And that's you. You're dedicated enough to actively explore other options, and you clearly believe that you would be able to find a group of people comfortable enough with also exploring those options to find a game that you like better than the "default" choice.
I don't think that applies to a lot of gamers.
So you are saying that 4E didn't get a fair consideration from enough people?
Those are the sorts of people I would avoid playing with, even if I made Pathfinder my game of choice. I wouldn't tolerate a gamer at my table saying "Pathfinder RPG sucks," - I'd ask them to keep their inflamed opinion to themselves, and it would reflect poorly on them in my mind.
This is a total red herring which has nothing to do with the point. The point is, people who don't like 4E won't play 4E. Though I guess you are correctly pointing out that I'm only counting the outspoken 4E dislikers, and if we included the people who just kept it to themselves the group would be even larger.
The players will, by and large, play what the DM wants them to play, whether because they have no strong preference themselves, or because they'd prefer to play a game with a system that isn't necessarily their first choice rather than play no game at all.
Levels of play favor DM adoption.
And this does nothing to change the point that this will favor the more popular game. If we assume that 4E is more popular then more DMs will prefer it and therefore the net balance of players playing against their first choice will benefit 4E. If you are saying this hurts 4E because PF is more popular than 4E then I will agree.
What I'm saying is that we could have seen a situation where a lot of gamers initially stuck with 3.5, but eventually migrated to 4e simply because they'd prefer an actively-supported game rather than a game with little to no support (just as we typically see with an edition change).
Why would they play a game they don't like?

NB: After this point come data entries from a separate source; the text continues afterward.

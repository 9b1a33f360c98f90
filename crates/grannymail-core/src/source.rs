use anyhow::Result;
use serde::{Deserialize, Serialize};
use serde_json::Value;

use crate::Row;

/// Row-oriented dataset with named columns, as read from a spreadsheet
#[derive(Debug, Clone, Default, PartialEq, Serialize, Deserialize)]
pub struct SheetTable {
    pub columns: Vec<String>,
    pub rows: Vec<Vec<Value>>,
}

impl SheetTable {
    /// Build from raw cell rows where the first row is the header.
    ///
    /// Short rows are padded with nulls and empty string cells become null.
    pub fn from_header_rows(mut raw: Vec<Vec<Value>>) -> Self {
        if raw.is_empty() {
            return Self::default();
        }
        let columns: Vec<String> = raw
            .remove(0)
            .into_iter()
            .map(|cell| match cell {
                Value::String(s) => s.trim().to_string(),
                other => other.to_string(),
            })
            .collect();
        let width = columns.len();
        let rows = raw
            .into_iter()
            .map(|mut row| {
                row.resize(width, Value::Null);
                row.into_iter()
                    .map(|cell| match cell {
                        Value::String(s) if s.is_empty() => Value::Null,
                        other => other,
                    })
                    .collect()
            })
            .collect();
        Self { columns, rows }
    }

    /// Rows restricted to the columns named in `keep`, in sheet column order
    pub fn project(&self, keep: &[String]) -> Vec<Row> {
        let selected: Vec<(usize, &String)> = self
            .columns
            .iter()
            .enumerate()
            .filter(|(_, name)| keep.contains(name))
            .collect();
        self.rows
            .iter()
            .map(|row| {
                selected
                    .iter()
                    .map(|(idx, name)| {
                        let cell = row.get(*idx).cloned().unwrap_or(Value::Null);
                        ((*name).clone(), cell)
                    })
                    .collect()
            })
            .collect()
    }
}

/// External tabular dataset consumed by the system message refresh
#[async_trait::async_trait]
pub trait TabularSource: Send + Sync {
    async fn fetch(&self) -> Result<SheetTable>;
}

#[cfg(test)]
mod tests {
    use super::*;
    use serde_json::json;

    #[test]
    fn test_from_header_rows_pads_and_nulls() {
        let table = SheetTable::from_header_rows(vec![
            vec![json!("full_message_name"), json!("english"), json!("german")],
            vec![json!("welcome"), json!("Hello")],
            vec![json!("bye"), json!(""), json!("Tschüss")],
        ]);

        assert_eq!(table.columns, vec!["full_message_name", "english", "german"]);
        assert_eq!(table.rows[0], vec![json!("welcome"), json!("Hello"), Value::Null]);
        assert_eq!(table.rows[1][1], Value::Null);
    }

    #[test]
    fn test_project_keeps_intersection() {
        let table = SheetTable {
            columns: vec!["full_message_name".into(), "notes".into(), "english".into()],
            rows: vec![vec![json!("welcome"), json!("internal"), json!("Hello")]],
        };
        let keep = vec!["english".to_string(), "full_message_name".to_string(), "id".to_string()];
        let rows = table.project(&keep);

        assert_eq!(rows.len(), 1);
        assert_eq!(rows[0].len(), 2);
        assert_eq!(rows[0].get("english"), Some(&json!("Hello")));
        assert!(rows[0].get("notes").is_none());
    }

    #[test]
    fn test_empty_input() {
        assert_eq!(SheetTable::from_header_rows(Vec::new()), SheetTable::default());
    }
}
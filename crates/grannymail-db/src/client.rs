//! Data access client and the generic record contracts

use crate::{BlobStore, DbError, DbResult, Filter, Query, RemoteStore, TableStore};
use chrono::Utc;
use grannymail_core::{
    changed_fields, display_value, Changelog, KeyValue, Record, Row, DEFAULT_MESSAGE_COLUMN,
};
use std::sync::Arc;
use tracing::{debug, instrument, warn};

/// Result of an update call
#[derive(Debug, Clone, PartialEq, Eq)]
pub enum UpdateOutcome {
    /// The stored row already matched; nothing was written
    Unchanged,
    /// These columns were changelogged and written
    Updated { fields: Vec<String> },
}

impl UpdateOutcome {
    pub fn is_unchanged(&self) -> bool {
        matches!(self, UpdateOutcome::Unchanged)
    }
}

/// Typed access to the GrannyMail tables and storage bucket.
///
/// Every call goes to the remote store; nothing is cached between calls.
#[derive(Clone)]
pub struct DataAccessClient {
    tables: Arc<dyn TableStore>,
    blobs: Arc<dyn BlobStore>,
    message_column: String,
}

impl DataAccessClient {
    pub fn new(tables: Arc<dyn TableStore>, blobs: Arc<dyn BlobStore>) -> Self {
        Self {
            tables,
            blobs,
            message_column: DEFAULT_MESSAGE_COLUMN.to_string(),
        }
    }

    /// Client backed by a hosted project
    pub fn remote(store: RemoteStore) -> Self {
        let store = Arc::new(store);
        Self::new(store.clone(), store)
    }

    /// Column of `system_messages` returned by `get_system_message`
    pub fn with_message_column(mut self, column: impl Into<String>) -> Self {
        self.message_column = column.into();
        self
    }

    pub fn message_column(&self) -> &str {
        &self.message_column
    }

    pub(crate) fn tables(&self) -> &dyn TableStore {
        self.tables.as_ref()
    }

    pub(crate) fn blobs(&self) -> &dyn BlobStore {
        self.blobs.as_ref()
    }

    /// Fetch the single row of `R::TABLE` matching the probe's first
    /// populated unique field
    #[instrument(skip(self, probe), fields(table = R::TABLE))]
    pub async fn get<R: Record>(&self, probe: &R) -> DbResult<R> {
        let key = probe.lookup_key()?.ok_or_else(|| {
            DbError::InvalidInput(format!(
                "{} record has none of the unique fields {:?} set",
                R::TABLE,
                R::UNIQUE_FIELDS
            ))
        })?;
        let row = self.fetch_one(R::TABLE, &key).await?;
        Ok(R::from_row(row)?)
    }

    pub(crate) async fn fetch_one(&self, table: &str, key: &KeyValue) -> DbResult<Row> {
        let mut rows = self
            .tables
            .select(table, &Query::filtered(Filter::eq(key.column, key.value.clone())))
            .await?;
        expect_one(&mut rows, table, key.column, &display_value(&key.value))
    }

    /// Insert `record` unless one of its populated unique fields is taken
    #[instrument(skip(self, record), fields(table = R::TABLE))]
    pub async fn add<R: Record>(&self, record: &R) -> DbResult<R> {
        let mut duplicated = Vec::new();
        for key in record.unique_values()? {
            let existing = self
                .tables
                .select(R::TABLE, &Query::filtered(Filter::eq(key.column, key.value)).limit(1))
                .await?;
            if !existing.is_empty() {
                duplicated.push(key.column.to_string());
            }
        }
        if !duplicated.is_empty() {
            return Err(DbError::Duplicate {
                table: R::TABLE.to_string(),
                fields: duplicated,
            });
        }

        let mut inserted = self.tables.insert(R::TABLE, vec![record.to_row()?]).await?;
        if inserted.len() != 1 {
            return Err(DbError::UnexpectedResponse(format!(
                "insert into {} returned {} rows",
                R::TABLE,
                inserted.len()
            )));
        }
        let row = inserted.remove(0);
        debug!("Inserted row into {}", R::TABLE);
        Ok(R::from_row(row)?)
    }

    /// Diff `update` against the stored record found via `probe`, changelog
    /// every differing field, then write the differing fields.
    ///
    /// The changelog rows and the update are separate calls; a failure after
    /// the first changelog row surfaces as `PartiallyApplied`.
    #[instrument(skip(self, probe, update), fields(table = R::TABLE))]
    pub async fn update<R: Record>(&self, probe: &R, update: &R) -> DbResult<UpdateOutcome> {
        let current = self.get(probe).await?;
        let row_id = current
            .id()
            .ok_or_else(|| {
                DbError::InvalidState(format!("stored {} row has no {}", R::TABLE, R::ID_FIELD))
            })?
            .to_string();

        let changes = changed_fields(&current.to_row()?, &update.to_row()?);
        if changes.is_empty() {
            debug!("No fields changed for {} {}", R::TABLE, row_id);
            return Ok(UpdateOutcome::Unchanged);
        }

        let timestamp = Utc::now();
        for (written, change) in changes.iter().enumerate() {
            let entry = Changelog::for_change(R::TABLE, &row_id, change, timestamp);
            if let Err(err) = self.add_changelog(&entry).await {
                return Err(partial(written, err, &row_id));
            }
        }

        let values: Row = changes
            .iter()
            .map(|change| (change.column.clone(), change.new.clone()))
            .collect();
        let filter = Filter::eq(R::ID_FIELD, row_id.clone());
        if let Err(err) = self.tables.update(R::TABLE, &filter, values).await {
            return Err(partial(changes.len(), err, &row_id));
        }

        let fields: Vec<String> = changes.into_iter().map(|change| change.column).collect();
        debug!("Updated {} fields of {} {}", fields.len(), R::TABLE, row_id);
        Ok(UpdateOutcome::Updated { fields })
    }

    /// Delete the row identified by `probe`.
    ///
    /// Without `key` the row is resolved by lookup and deleted by its id;
    /// with `key` the probe's value for that column is used as is.
    #[instrument(skip(self, probe), fields(table = R::TABLE))]
    pub async fn delete<R: Record>(&self, probe: &R, key: Option<&str>) -> DbResult<u64> {
        let (column, value) = match key {
            Some(column) => {
                let value = probe.to_row()?.remove(column).ok_or_else(|| {
                    DbError::InvalidInput(format!(
                        "{} record has no value for deletion key {}",
                        R::TABLE,
                        column
                    ))
                })?;
                (column.to_string(), value)
            }
            None => {
                let stored = self.get(probe).await?;
                let id = stored.id().ok_or_else(|| {
                    DbError::InvalidState(format!("stored {} row has no {}", R::TABLE, R::ID_FIELD))
                })?;
                (R::ID_FIELD.to_string(), id.into())
            }
        };

        let deleted = self
            .tables
            .delete(R::TABLE, &Filter::Eq(column.clone(), value.clone()))
            .await?;
        if deleted.is_empty() {
            return Err(DbError::NotFound {
                table: R::TABLE.to_string(),
                key: column,
                value: display_value(&value),
            });
        }
        debug!("Deleted {} rows from {}", deleted.len(), R::TABLE);
        Ok(deleted.len() as u64)
    }

    /// Append an audit row without any duplicate check
    pub async fn add_changelog(&self, changelog: &Changelog) -> DbResult<Changelog> {
        let mut inserted = self
            .tables
            .insert(Changelog::TABLE, vec![changelog.to_row()?])
            .await?;
        match inserted.len() {
            1 => Ok(Changelog::from_row(inserted.remove(0))?),
            n => Err(DbError::UnexpectedResponse(format!(
                "changelog insert returned {} rows",
                n
            ))),
        }
    }
}

fn partial(written: usize, err: DbError, row_id: &str) -> DbError {
    if written == 0 {
        return err;
    }
    warn!(row_id, written, "update failed after writing changelog rows");
    DbError::partially_applied(format!("{} changelog rows written for {}", written, row_id), err)
}

/// Take the only row of `rows`, failing on zero or several
pub(crate) fn expect_one(rows: &mut Vec<Row>, table: &str, key: &str, value: &str) -> DbResult<Row> {
    match rows.len() {
        1 => Ok(rows.remove(0)),
        0 => Err(DbError::NotFound {
            table: table.to_string(),
            key: key.to_string(),
            value: value.to_string(),
        }),
        count => Err(DbError::Ambiguous {
            table: table.to_string(),
            key: key.to_string(),
            value: value.to_string(),
            count,
        }),
    }
}
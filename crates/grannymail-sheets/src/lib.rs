use anyhow::{Context, Result};
#[cfg(feature = "google")]
pub mod google;

use std::path::{Path, PathBuf};

use grannymail_core::{SheetTable, TabularSource};

/// Fixed table held in memory
pub struct StaticSheet {
    table: SheetTable,
}

impl StaticSheet {
    pub fn new(table: SheetTable) -> Self {
        Self { table }
    }
}

#[async_trait::async_trait]
impl TabularSource for StaticSheet {
    async fn fetch(&self) -> Result<SheetTable> {
        Ok(self.table.clone())
    }
}

/// Table exported to a JSON file as `{"columns": [...], "rows": [[...]]}`
pub struct JsonFileSheet {
    path: PathBuf,
}

impl JsonFileSheet {
    pub fn new<P: AsRef<Path>>(path: P) -> Self {
        Self {
            path: path.as_ref().to_path_buf(),
        }
    }
}

#[async_trait::async_trait]
impl TabularSource for JsonFileSheet {
    async fn fetch(&self) -> Result<SheetTable> {
        let text = tokio::fs::read_to_string(&self.path)
            .await
            .with_context(|| format!("reading {}", self.path.display()))?;
        let table: SheetTable = serde_json::from_str(&text)
            .with_context(|| format!("parsing {}", self.path.display()))?;
        tracing::debug!(rows = table.rows.len(), path = %self.path.display(), "Loaded sheet file");
        Ok(table)
    }
}

#[cfg(test)]
mod tests {
    use super::*;
    use serde_json::json;

    #[tokio::test]
    async fn reads_json_export() {
        let dir = tempfile::tempdir().unwrap();
        let path = dir.path().join("messages.json");
        std::fs::write(
            &path,
            r#"{"columns":["full_message_name","english"],"rows":[["welcome","Hello"]]}"#,
        )
        .unwrap();

        let table = JsonFileSheet::new(&path).fetch().await.unwrap();
        assert_eq!(table.columns, vec!["full_message_name", "english"]);
        assert_eq!(table.rows, vec![vec![json!("welcome"), json!("Hello")]]);
    }

    #[tokio::test]
    async fn missing_file_names_path() {
        let dir = tempfile::tempdir().unwrap();
        let err = JsonFileSheet::new(dir.path().join("absent.json"))
            .fetch()
            .await
            .unwrap_err();
        assert!(format!("{:#}", err).contains("absent.json"));
    }

    #[tokio::test]
    async fn static_sheet_returns_table() {
        let table = SheetTable {
            columns: vec!["full_message_name".into()],
            rows: vec![vec![json!("welcome")]],
        };
        let fetched = StaticSheet::new(table.clone()).fetch().await.unwrap();
        assert_eq!(fetched, table);
    }
}
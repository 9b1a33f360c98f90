//! GrannyMail admin tool
//!
//! One-shot maintenance against the hosted database:
//! - Refresh the system messages table from the messages spreadsheet
//! - Print a single system message

mod command;

use anyhow::{Context, Result};
use clap::Parser;
use tracing::info;

use grannymail_config::AppConfig;
use grannymail_core::TabularSource;
use grannymail_db::{DataAccessClient, RemoteStoreBuilder};
use grannymail_sheets::google::GoogleSheetSource;
use grannymail_sheets::JsonFileSheet;

use crate::command::{Cli, Command};

#[tokio::main]
async fn main() -> Result<()> {
    let cli = Cli::parse();
    let config = AppConfig::load().context("Failed to load configuration")?;
    grannymail_obs::init("grannymail-admin", config.log_format());

    let store = RemoteStoreBuilder::new(config.supabase_url()?, config.supabase_key()?)
        .bucket(config.bucket())
        .timeout(config.request_timeout())
        .build()
        .context("Failed to build database client")?;
    let client = DataAccessClient::remote(store).with_message_column(config.message_column());
    info!(bucket = config.bucket(), "Connected to hosted project");

    match cli.command {
        Command::RefreshSystemMessages { from_file } => {
            let source: Box<dyn TabularSource> = match from_file {
                Some(path) => Box::new(JsonFileSheet::new(path)),
                None => Box::new(GoogleSheetSource::new(
                    config.sheets_api_key()?.to_string(),
                    config.sheet_id()?.to_string(),
                    config.sheet_range().to_string(),
                )?),
            };
            let count = client
                .update_system_messages(source.as_ref())
                .await
                .context("System message refresh failed")?;
            info!(count, "System messages refreshed");
        }
        Command::SystemMessage { name, column } => {
            let text = match column {
                Some(column) => client.get_system_message_in(&name, &column).await,
                None => client.get_system_message(&name).await,
            }
            .with_context(|| format!("Failed to read system message {}", name))?;
            println!("{}", text);
        }
    }

    Ok(())
}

There are a ton on 4E detractors who also dislike PF and still play 3.5. They are a perfect test group for your theory. If you were right that group would be steadily migrating to 4E. It isn't happening. This is because you theory is wrong. Your theory is wrong because it fails to account for the fact that people will leave the hobby altogether before they will play a game they don't like. And even without PF there are tons of great alternatives that beat leaving the hobby.
Instead, it wasn't long before it was clear that those who preferred 3.5 would have active support in the form of Pathfinder, and so that eventual migration never took place. Those who stuck with 3.5 but wanted to play a supported game now had two choices: 4e or Pathfinder. They overwhelmingly chose the one that was most similar to the game they were already playing.
This is just a thinly veiled insult that amounts to little more than "people don't play 4E because they fear change.". It is BS.
You cannot discount the tremendous value that active support has to a game. And let's be honest: if Pathfinder hadn't come around, there really would not be anything on the d20/3.5 scene that comes anywhere close to the level of professionalism and support that Pathfinder has.
I'm not. 3.5 would not be nearly what it currently is without the influence of PF. You and I agree 100% on that.
Where we disagree is that you then take a wild leap and presume that without that PF option that everyone would ignore their own tastes and become RPG lemmings throwing themselves into 4E.
You
cannot discount the tremendous determent that not liking a game has on playing that game.
Again, I disagree for all of the reasons outlined above.
I respect you opinion.
I don't respect any of the reasons you have provided.
Bottom line: people won't play a game they don't like. You have not made the slightest effort to address that issue. And if the market was not already rumbling that direction, Paizo would never have dared choose the path they did. And that is all at the feet of 4E.